На эти мои основные положения Адамович ничего не возражает. Все его возражения сводятся к упреку в жестокости, в отсутствии у меня “милосердия” по отношению к молодежи, заброшенной на Монпарнасе. Но я решительно и по чистой совести заявляю, что Адамович, сам, конечно, того не желая и не сознавая, бесконечно меня жесточе. Я укоряю молодежь в том, что она губит свои поэтические возможности, плохо устраивая свою литературную жизнь, растрачивая силы на монпарнасское безделье. Я, следовательно, не отнимаю литературных надежд у этих людей, прежде всего как-никак желающих быть поэтами, писателями. Адамович каждой строкой своей статьи именно эту надежду у них отнимает. Каждым абзацем своей статьи он старается меня убедить: бросьте, не упрекайте их! все равно, их литературная будущность безнадежна, – пожалейте же их по-человечеству! – Спрашивается: кто же из нас жесточе, чей приговор безнадежней, – потому что ведь дело идет не о приговоре над людьми, а о приговоре над молодыми писателями? Дело идет об их литературной, а не человеческой судьбе.

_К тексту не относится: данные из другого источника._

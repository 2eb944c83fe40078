//! Core data models for the songplay star schema.
//!
//! Two families of types live here:
//! - Raw input records, one per JSON line: [`SongRecord`] (catalog) and
//!   [`LogRecord`] (activity log)
//! - Typed rows for the five target tables: [`SongRow`], [`ArtistRow`],
//!   [`UserRow`], [`TimeRow`] and [`SongPlayRow`]
//!
//! # Database Schema
//!
//! The rows map to the following tables:
//! - `songs` - Song catalog, keyed by song id
//! - `artists` - Performing artists, keyed by artist id
//! - `users` - Service users, keyed by integer user id
//! - `time` - Calendar breakdown keyed by raw millisecond timestamp
//! - `songplays` - One fact row per "song played" event

use serde::{Deserialize, Deserializer};
use sqlx::FromRow;

/// Page value that marks a "song played" activity event.
pub const SONG_PLAY_PAGE: &str = "NextSong";

// ============================================================================
// Raw Input Records
// ============================================================================

/// One line of a song catalog file.
///
/// Every field is optional: missing values reach the store as NULL and the
/// table constraints decide whether that is acceptable.
#[derive(Debug, Clone, Default, PartialEq, Deserialize)]
#[serde(default)]
pub struct SongRecord {
    pub song_id: Option<String>,
    pub title: Option<String>,
    pub artist_id: Option<String>,
    pub artist_name: Option<String>,
    pub artist_location: Option<String>,
    pub artist_latitude: Option<f64>,
    pub artist_longitude: Option<f64>,
    pub year: Option<i32>,
    pub duration: Option<f64>,
}

/// One line of an activity log file.
#[derive(Debug, Clone, PartialEq, Deserialize)]
#[serde(rename_all = "camelCase")]
pub struct LogRecord {
    /// Event time in milliseconds since the Unix epoch
    pub ts: i64,
    #[serde(default)]
    pub page: Option<String>,
    /// Song title as played
    #[serde(default)]
    pub song: Option<String>,
    /// Artist name as played
    #[serde(default)]
    pub artist: Option<String>,
    /// Play length in seconds
    #[serde(default)]
    pub length: Option<f64>,
    #[serde(default, deserialize_with = "lenient_user_id")]
    pub user_id: Option<i64>,
    #[serde(default)]
    pub first_name: Option<String>,
    #[serde(default)]
    pub last_name: Option<String>,
    #[serde(default)]
    pub gender: Option<String>,
    #[serde(default)]
    pub level: Option<String>,
    #[serde(default)]
    pub session_id: Option<i64>,
    #[serde(default)]
    pub location: Option<String>,
    #[serde(default)]
    pub user_agent: Option<String>,
}

impl LogRecord {
    /// Whether this event is a "song played" action.
    pub fn is_song_play(&self) -> bool {
        self.page.as_deref() == Some(SONG_PLAY_PAGE)
    }
}

/// Log files carry `userId` as a number, a numeric string, or `""` for
/// logged-out sessions.
fn lenient_user_id<'de, D>(deserializer: D) -> Result<Option<i64>, D::Error>
where
    D: Deserializer<'de>,
{
    #[derive(Deserialize)]
    #[serde(untagged)]
    enum RawId {
        Int(i64),
        Text(String),
    }

    match Option::<RawId>::deserialize(deserializer)? {
        None => Ok(None),
        Some(RawId::Int(id)) => Ok(Some(id)),
        Some(RawId::Text(s)) if s.trim().is_empty() => Ok(None),
        Some(RawId::Text(s)) => s
            .trim()
            .parse()
            .map(Some)
            .map_err(|_| serde::de::Error::custom(format!("invalid userId: {s:?}"))),
    }
}

// ============================================================================
// Table Rows
// ============================================================================

/// A row of the `songs` table.
#[derive(Debug, Clone, PartialEq, FromRow)]
pub struct SongRow {
    pub song_id: Option<String>,
    pub title: Option<String>,
    pub artist_id: Option<String>,
    /// Release year, 0 when unknown
    pub year: Option<i32>,
    /// Duration in seconds
    pub duration: Option<f64>,
}

/// A row of the `artists` table.
#[derive(Debug, Clone, PartialEq, FromRow)]
pub struct ArtistRow {
    pub artist_id: Option<String>,
    pub name: Option<String>,
    pub location: Option<String>,
    pub latitude: Option<f64>,
    pub longitude: Option<f64>,
}

/// A row of the `users` table.
#[derive(Debug, Clone, PartialEq, FromRow)]
pub struct UserRow {
    pub user_id: Option<i64>,
    pub first_name: Option<String>,
    pub last_name: Option<String>,
    pub gender: Option<String>,
    /// Subscription level: "free" or "paid"
    pub level: Option<String>,
}

/// A row of the `time` table.
#[derive(Debug, Clone, PartialEq, Eq, FromRow)]
pub struct TimeRow {
    /// Raw event timestamp in milliseconds, used verbatim as the key
    pub start_time: i64,
    pub hour: i64,
    pub day: i64,
    /// ISO-8601 week number
    pub week: i64,
    pub month: i64,
    pub year: i64,
    /// English weekday name, e.g. "Monday"
    pub weekday: String,
}

/// A songplay waiting for key resolution.
///
/// Carries the (title, artist name, duration) triple used to look up the
/// song and artist ids, alongside the fact columns.
#[derive(Debug, Clone, PartialEq)]
pub struct SongPlayCandidate {
    pub start_time: i64,
    pub user_id: Option<i64>,
    pub level: Option<String>,
    pub session_id: Option<i64>,
    pub location: Option<String>,
    pub user_agent: Option<String>,
    pub song_title: Option<String>,
    pub artist_name: Option<String>,
    pub length: Option<f64>,
}

impl SongPlayCandidate {
    /// Attach the resolved keys, producing the row to insert.
    pub fn resolve(self, key: Option<SongKey>) -> SongPlayRow {
        let (song_id, artist_id) = match key {
            Some(k) => (Some(k.song_id), Some(k.artist_id)),
            None => (None, None),
        };
        SongPlayRow {
            start_time: self.start_time,
            user_id: self.user_id,
            level: self.level,
            song_id,
            artist_id,
            session_id: self.session_id,
            location: self.location,
            user_agent: self.user_agent,
        }
    }
}

/// Song and artist ids found by the key resolver.
#[derive(Debug, Clone, PartialEq, Eq, FromRow)]
pub struct SongKey {
    pub song_id: String,
    pub artist_id: String,
}

/// A row of the `songplays` table, without the id the store assigns.
#[derive(Debug, Clone, PartialEq, FromRow)]
pub struct SongPlayRow {
    pub start_time: i64,
    pub user_id: Option<i64>,
    pub level: Option<String>,
    pub song_id: Option<String>,
    pub artist_id: Option<String>,
    pub session_id: Option<i64>,
    pub location: Option<String>,
    pub user_agent: Option<String>,
}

“Монпарнас не есть выбор, Монпарнас есть несчастье, часть общего исторического несчастья – эмиграции”, говорит Адамович, и в этом его глубочайшая ошибка, потому что это даже исторически неверно. Еще не существовало эмиграции, как уже задолго до нее существовал Монпарнас – международное прибежище неудачников, лентяев и упадочников всякого рода, пола и возраста. В том-то и заключается духовная задача эмигрантского поэта, чтобы свою эмиграцию пережить, как трагедию, а не как неудачу, следовательно – не падать в развинченное богемство, не увеличивать собою монпарнасскую толпу, не осаждаться на Монпарнасе, как в закупоренной колбе. Но Адамовичу кажется, что для эмигрантского поэта иного пути нет, как на Монпарнас, в распад, в горестное созерцание своей неудачи. Тут, разумеется, дело внутреннего ощущения, дело оценки тех, о ком идет речь. Но – опять: такая оценка мне не кажется милосердной.
В своей статье я опирался на мысль, которая должна бы казаться аксиомой: поэтическое развитие требует известного литературного труда; литературный труд невозможен в условиях душевного безволия, в смаковании безнадежной обреченности, в сознательном, хоть надрывном и истерическом растрачивании какой бы то ни было веры во что бы то ни было – прежде всего веры в самое поэзию. Эту мою мысль Адамович не совсем правильно воспроизводит, приписывая мне требование, которого я не высказывал: требование, чтобы молодые поэты писали “правильные”, “гармонические” стихи, “какие писал Пушкин”. Такого требования я, конечно, не предъявлял ни к кому. Но в общем мысль мою Адамович понял правильно и, оставаясь верен себе, то есть безнадежному своему взгляду на молодежь, заявляет, что нормально организованное творчество ей недоступно по чрезвычайно важной, по роковой причине. “Поэзия есть выражение человека, отражение его духовного мира”, – говорит он. “Писать, как Пушкин, сейчас имел бы внутреннее право только тот поэт, который, как он, мог бы еще свести концы с концами в понятиях о мире, о личности, о судьбе”. Таких понятий, по Адамовичу, нет у молодого эмигрантского поэта.